Мы в Петербурге, у Ларисы Павловны Алаевой. В свете сокращенно звали ее Ларой. Это шло ее нерусскому типу, типу высокой, гибкой брюнетки со своенравным, но притягивающим лицом – чуть-чуть косая линия губ, чуть выдающиеся скулы, две продолговатые миндалины темно-кофейных глаз. Алаева – это по мужу, ныне покойному. Девичья же ее фамилия была Фручера. В итальянскую кровь давно обрусевших триентинцев Фручера из поколения в поколение вливалась еще и греческая, и армянская, и русская, и еще какая-то восточная. И путем такого подбора создалась экзотически-азиатская Лара, затмевавшая писаных классических красавиц. Ей очень к лицу было бы множество браслетов с цепочками и разными висюльками. Она знала это, но не носила, считая бьющим на дешевый эффект мовэ жанром. В обществе у Лары была репутация легкомысленной женщины, грешившей и при муже, и после мужа, но настолько искусно и с таким чувством меры, чтобы оставаться в этом обществе, быть всюду принятой и принимать у себя.

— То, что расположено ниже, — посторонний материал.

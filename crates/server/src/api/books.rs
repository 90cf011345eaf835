//! Book list API handlers.

use std::sync::Arc;

use axum::{
    extract::{Query, State},
    http::StatusCode,
    Json,
};
use serde::{Deserialize, Serialize};

use favereads_core::{
    aggregate::age_buckets, AgeBand, BookFilter, BookRecord, Category, ReconcileEvent, SortOrder,
    SubmissionOutcome, SubmissionRequest,
};

use super::{ApiError, ApiJson, ErrorResponse};
use crate::state::AppState;

// ============================================================================
// Request/Response types
// ============================================================================

#[derive(Debug, Default, Deserialize)]
pub struct BookQueryParams {
    #[serde(default)]
    pub category: Option<String>,
    /// Coarse age bucket, e.g. `2–3` or `6+`.
    #[serde(default)]
    pub age: Option<String>,
    #[serde(default)]
    pub sort: Option<String>,
}

#[derive(Debug, Serialize)]
pub struct BookListResponse {
    pub books: Vec<BookRecord>,
    pub total: usize,
}

#[derive(Debug, Deserialize)]
pub struct AgeBandParams {
    #[serde(default)]
    pub category: Option<String>,
}

#[derive(Debug, Serialize)]
pub struct AgeBandsResponse {
    #[serde(skip_serializing_if = "Option::is_none")]
    pub category: Option<Category>,
    pub bands: Vec<AgeBand>,
}

#[derive(Debug, Serialize)]
pub struct BookResponse {
    pub book: BookRecord,
    pub event: ReconcileEvent,
}

impl From<SubmissionOutcome> for BookResponse {
    fn from(outcome: SubmissionOutcome) -> Self {
        Self {
            book: outcome.record,
            event: outcome.event,
        }
    }
}

#[derive(Debug, Deserialize)]
pub struct LikeRequest {
    #[serde(default)]
    pub title: String,
}

#[derive(Debug, Deserialize)]
pub struct ReasonRequest {
    #[serde(default)]
    pub title: String,
    #[serde(default)]
    pub comment: String,
}

fn invalid_query(message: String) -> ApiError {
    ApiError(
        StatusCode::BAD_REQUEST,
        ErrorResponse::new("invalid-query", message),
    )
}

fn store_failure(e: impl std::fmt::Display) -> ApiError {
    ApiError(
        StatusCode::INTERNAL_SERVER_ERROR,
        ErrorResponse::new("persistence-failed", e.to_string()),
    )
}

fn parse_category(raw: Option<&str>) -> Result<Option<Category>, ApiError> {
    match raw.map(str::trim).filter(|s| !s.is_empty()) {
        None => Ok(None),
        Some(s) => Category::parse(s)
            .map(Some)
            .ok_or_else(|| invalid_query(format!("Unknown category: {}", s))),
    }
}

fn parse_sort(raw: Option<&str>) -> Result<SortOrder, ApiError> {
    match raw.map(|s| s.trim().to_ascii_lowercase()).as_deref() {
        None | Some("") | Some("recent") => Ok(SortOrder::Recent),
        Some("popular") => Ok(SortOrder::Popular),
        Some(other) => Err(invalid_query(format!("Unknown sort order: {}", other))),
    }
}

impl BookQueryParams {
    fn to_filter(&self) -> Result<BookFilter, ApiError> {
        let mut filter = BookFilter::new().with_sort(parse_sort(self.sort.as_deref())?);
        if let Some(category) = parse_category(self.category.as_deref())? {
            filter = filter.with_category(category);
        }
        if let Some(age) = self.age.as_deref().map(str::trim).filter(|s| !s.is_empty()) {
            filter = filter.with_age_bucket(AgeBand::new(age).bucket());
        }
        Ok(filter)
    }
}

// ============================================================================
// Handlers
// ============================================================================

/// GET /api/v1/books
///
/// List books, newest first unless `sort=popular`.
pub async fn list_books(
    State(state): State<Arc<AppState>>,
    Query(params): Query<BookQueryParams>,
) -> Result<Json<BookListResponse>, ApiError> {
    let filter = params.to_filter()?;
    let books = state.store().list(&filter).map_err(store_failure)?;
    let total = books.len();
    Ok(Json(BookListResponse { books, total }))
}

/// GET /api/v1/books/age-bands
///
/// Distinct age buckets present in a category.
pub async fn list_age_bands(
    State(state): State<Arc<AppState>>,
    Query(params): Query<AgeBandParams>,
) -> Result<Json<AgeBandsResponse>, ApiError> {
    let category = parse_category(params.category.as_deref())?;
    let books = state
        .store()
        .list(&BookFilter::new())
        .map_err(store_failure)?;
    let bands = age_buckets(&books, category);
    Ok(Json(AgeBandsResponse { category, bands }))
}

/// POST /api/v1/books
///
/// Submit a favorite book with a reason.
pub async fn submit_book(
    State(state): State<Arc<AppState>>,
    ApiJson(request): ApiJson<SubmissionRequest>,
) -> Result<Json<BookResponse>, ApiError> {
    let outcome = state.pipeline().submit(request).await?;
    Ok(Json(outcome.into()))
}

/// POST /api/v1/books/like
pub async fn like_book(
    State(state): State<Arc<AppState>>,
    ApiJson(request): ApiJson<LikeRequest>,
) -> Result<Json<BookResponse>, ApiError> {
    let outcome = state.pipeline().like(&request.title)?;
    Ok(Json(outcome.into()))
}

/// POST /api/v1/books/reasons
pub async fn add_reason(
    State(state): State<Arc<AppState>>,
    ApiJson(request): ApiJson<ReasonRequest>,
) -> Result<Json<BookResponse>, ApiError> {
    let outcome = state
        .pipeline()
        .add_reason(&request.title, &request.comment)?;
    Ok(Json(outcome.into()))
}
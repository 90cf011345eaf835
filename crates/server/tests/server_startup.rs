use std::io::Write;
use std::net::TcpListener;
use std::path::Path;
use std::time::Duration;

use reqwest::Client;
use tempfile::{NamedTempFile, TempDir};
use tokio::time::{sleep, timeout};

/// Find an available port
fn get_available_port() -> u16 {
    TcpListener::bind("127.0.0.1:0")
        .unwrap()
        .local_addr()
        .unwrap()
        .port()
}

/// Create a minimal valid config with its database inside `dir`
fn minimal_config(port: u16, dir: &Path) -> String {
    format!(
        r#"
[server]
host = "127.0.0.1"
port = {}

[database]
path = "{}"
"#,
        port,
        dir.join("favereads.db").display()
    )
}

fn write_config(content: &str) -> NamedTempFile {
    let mut temp_file = NamedTempFile::new().unwrap();
    temp_file.write_all(content.as_bytes()).unwrap();
    temp_file.flush().unwrap();
    temp_file
}

/// Spawn the server and return a handle
async fn spawn_server(config_path: &Path) -> tokio::process::Child {
    tokio::process::Command::new(env!("CARGO_BIN_EXE_favereads"))
        .env("FAVEREADS_CONFIG", config_path)
        .env("RUST_LOG", "error") // Quiet logs during tests
        .kill_on_drop(true)
        .spawn()
        .expect("Failed to spawn server")
}

/// Wait for server to be ready
async fn wait_for_server(port: u16, max_attempts: u32) -> bool {
    let client = Client::new();
    for _ in 0..max_attempts {
        if client
            .get(format!("http://127.0.0.1:{}/api/v1/health", port))
            .send()
            .await
            .is_ok()
        {
            return true;
        }
        sleep(Duration::from_millis(50)).await;
    }
    false
}

async fn run_to_exit(config_path: &Path) -> std::process::Output {
    timeout(
        Duration::from_secs(5),
        tokio::process::Command::new(env!("CARGO_BIN_EXE_favereads"))
            .env("FAVEREADS_CONFIG", config_path)
            .env("RUST_LOG", "error")
            .output(),
    )
    .await
    .expect("Command timed out")
    .expect("Failed to execute command")
}

#[tokio::test]
async fn test_health_endpoint() {
    let port = get_available_port();
    let data_dir = TempDir::new().unwrap();
    let config = write_config(&minimal_config(port, data_dir.path()));

    let mut server = spawn_server(config.path()).await;
    assert!(
        wait_for_server(port, 40).await,
        "Server did not start in time"
    );

    let client = Client::new();
    let response = client
        .get(format!("http://127.0.0.1:{}/api/v1/health", port))
        .send()
        .await
        .expect("Failed to send request");

    assert!(response.status().is_success());

    let json: serde_json::Value = response.json().await.expect("Failed to parse JSON");
    assert_eq!(json["status"], "ok");

    server.kill().await.ok();
}

#[tokio::test]
async fn test_config_endpoint_returns_sanitized() {
    let port = get_available_port();
    let data_dir = TempDir::new().unwrap();
    let config = write_config(&format!(
        "{}\n[catalog]\napi_key = \"do-not-leak\"\n",
        minimal_config(port, data_dir.path())
    ));

    let mut server = spawn_server(config.path()).await;
    assert!(
        wait_for_server(port, 40).await,
        "Server did not start in time"
    );

    let client = Client::new();
    let response = client
        .get(format!("http://127.0.0.1:{}/api/v1/config", port))
        .send()
        .await
        .expect("Failed to send request");

    assert!(response.status().is_success());

    let text = response.text().await.expect("Failed to read body");
    assert!(!text.contains("do-not-leak"));
    let json: serde_json::Value = serde_json::from_str(&text).expect("Failed to parse JSON");
    assert_eq!(json["server"]["port"], port);
    assert_eq!(json["catalog"]["api_key_configured"], true);

    server.kill().await.ok();
}

#[tokio::test]
async fn test_database_file_is_created() {
    let port = get_available_port();
    let data_dir = TempDir::new().unwrap();
    let config = write_config(&minimal_config(port, data_dir.path()));

    let mut server = spawn_server(config.path()).await;
    assert!(
        wait_for_server(port, 40).await,
        "Server did not start in time"
    );

    assert!(data_dir.path().join("favereads.db").exists());

    server.kill().await.ok();
}

#[tokio::test]
async fn test_missing_config_file_exits_with_error() {
    let result = run_to_exit(Path::new("/nonexistent/config.toml")).await;
    assert!(!result.status.success());
}

#[tokio::test]
async fn test_debounce_below_minimum_exits_with_error() {
    let data_dir = TempDir::new().unwrap();
    let config = write_config(&format!(
        "{}\n[suggestions]\ndebounce_ms = 100\n",
        minimal_config(get_available_port(), data_dir.path())
    ));

    let result = run_to_exit(config.path()).await;
    assert!(!result.status.success());
}
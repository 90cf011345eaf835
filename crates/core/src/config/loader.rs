use figment::{
    providers::{Env, Format, Toml},
    Figment,
};
use std::path::Path;

use super::{types::Config, ConfigError};

/// Load configuration from file with environment variable overrides
///
/// Nested keys are separated by a double underscore, e.g.
/// `FAVEREADS_SERVER__PORT=9000` or `FAVEREADS_CATALOG__API_KEY=...`.
pub fn load_config(path: &Path) -> Result<Config, ConfigError> {
    if !path.exists() {
        return Err(ConfigError::FileNotFound(path.display().to_string()));
    }

    let config: Config = Figment::new()
        .merge(Toml::file(path))
        .merge(Env::prefixed("FAVEREADS_").split("__"))
        .extract()
        .map_err(|e| ConfigError::ParseError(e.to_string()))?;

    Ok(config)
}

/// Load configuration from TOML string (useful for testing)
pub fn load_config_from_str(toml_str: &str) -> Result<Config, ConfigError> {
    toml::from_str(toml_str).map_err(|e| ConfigError::ParseError(e.to_string()))
}
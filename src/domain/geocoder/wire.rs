//! Wire types for geocoder `result` payloads.

use crate::shared::LatLng;
use serde::{Deserialize, Serialize};

/// `result` of a reverse geocode (`location=` query).
#[derive(Debug, Clone, Serialize, Deserialize, PartialEq)]
pub struct ReverseGeocodeResult {
    pub address: String,
    #[serde(default)]
    pub location: Option<LatLng>,
    #[serde(default)]
    pub formatted_addresses: Option<FormattedAddresses>,
}

#[derive(Debug, Clone, Serialize, Deserialize, PartialEq)]
pub struct FormattedAddresses {
    #[serde(default)]
    pub recommend: Option<String>,
    #[serde(default)]
    pub rough: Option<String>,
}

/// `result` of a forward geocode (`address=` query).
#[derive(Debug, Clone, Serialize, Deserialize, PartialEq)]
pub struct GeocodeResult {
    pub location: LatLng,
    #[serde(default)]
    pub title: Option<String>,
    #[serde(default)]
    pub reliability: Option<u8>,
    #[serde(default)]
    pub level: Option<i32>,
}
//! Network constants for the Tencent LBS web service.

/// Default web service domain.
pub const DEFAULT_DOMAIN: &str = "https://apis.map.qq.com";

/// Geocoder endpoint. Serves both directions: `location=` (reverse) and `address=` (forward).
pub const GEOCODER_API: &str = "/ws/geocoder/v1/";

/// Distance matrix endpoint.
pub const DISTANCE_API: &str = "/ws/distance/v1/";

/// IP location endpoint.
pub const IP_API: &str = "/ws/location/v1/ip";

// Query parameter names.
pub const LOCATION: &str = "location";
pub const ADDRESS: &str = "address";
pub const MODE: &str = "mode";
pub const FROM: &str = "from";
pub const TO: &str = "to";
pub const IP: &str = "ip";
pub const KEY: &str = "key";
pub const SIG: &str = "sig";
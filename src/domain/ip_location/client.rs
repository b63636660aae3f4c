//! IP locator sub-client.

use crate::client::LbsClient;
use crate::domain::ip_location::IpLocation;
use crate::error::LbsResult;
use crate::network::{IP, IP_API};
use crate::shared::{require_non_blank, Params};

/// Sub-client for IP location.
pub struct IpLocator<'a> {
    pub(crate) client: &'a LbsClient,
}

impl<'a> IpLocator<'a> {
    /// Locate `ip` (e.g. `"61.135.17.68"`) to city level.
    pub async fn locate(&self, ip: &str) -> LbsResult<IpLocation> {
        require_non_blank(ip, IP)?;
        let params = Params::from([(IP.to_string(), ip.to_string())]);
        let envelope = self.client.http.get_envelope(IP_API, params).await?;
        IpLocation::try_from(envelope)
    }
}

Она курила, забрасывала ногу на ногу и, не злоупотребляя, баловалась кокаином. Но все это было в ее стиле – и папиросы, и нога на ногу, и кокаин. Куренье не лишало ее женственности, ножки у нее были прелестные, а кокаин с «военной» распущенностью и поисками сильных ощущений приобретал все больше и больше права гражданства в петербургских салонах, в тылу и на фронте.
Лара не узнала Юрочку. Два года назад Юрочка не подавал никаких надежд. Вернее, подавал надежды кончить дни свои бесцветным и тусклым чиновником, нажившим вместе с геморроем еще и чин тайного советника.
И, дымя папироской, наблюдая, как Юрочка откидывает широкие, длинные рукава черкески, отчетливый в движениях и с обветренным лицом – оно темнее светловолосой бритой головы – Лара спросила:
– Но как же, Юрочка? Вас не позвали? Вы сами? Добровольцем?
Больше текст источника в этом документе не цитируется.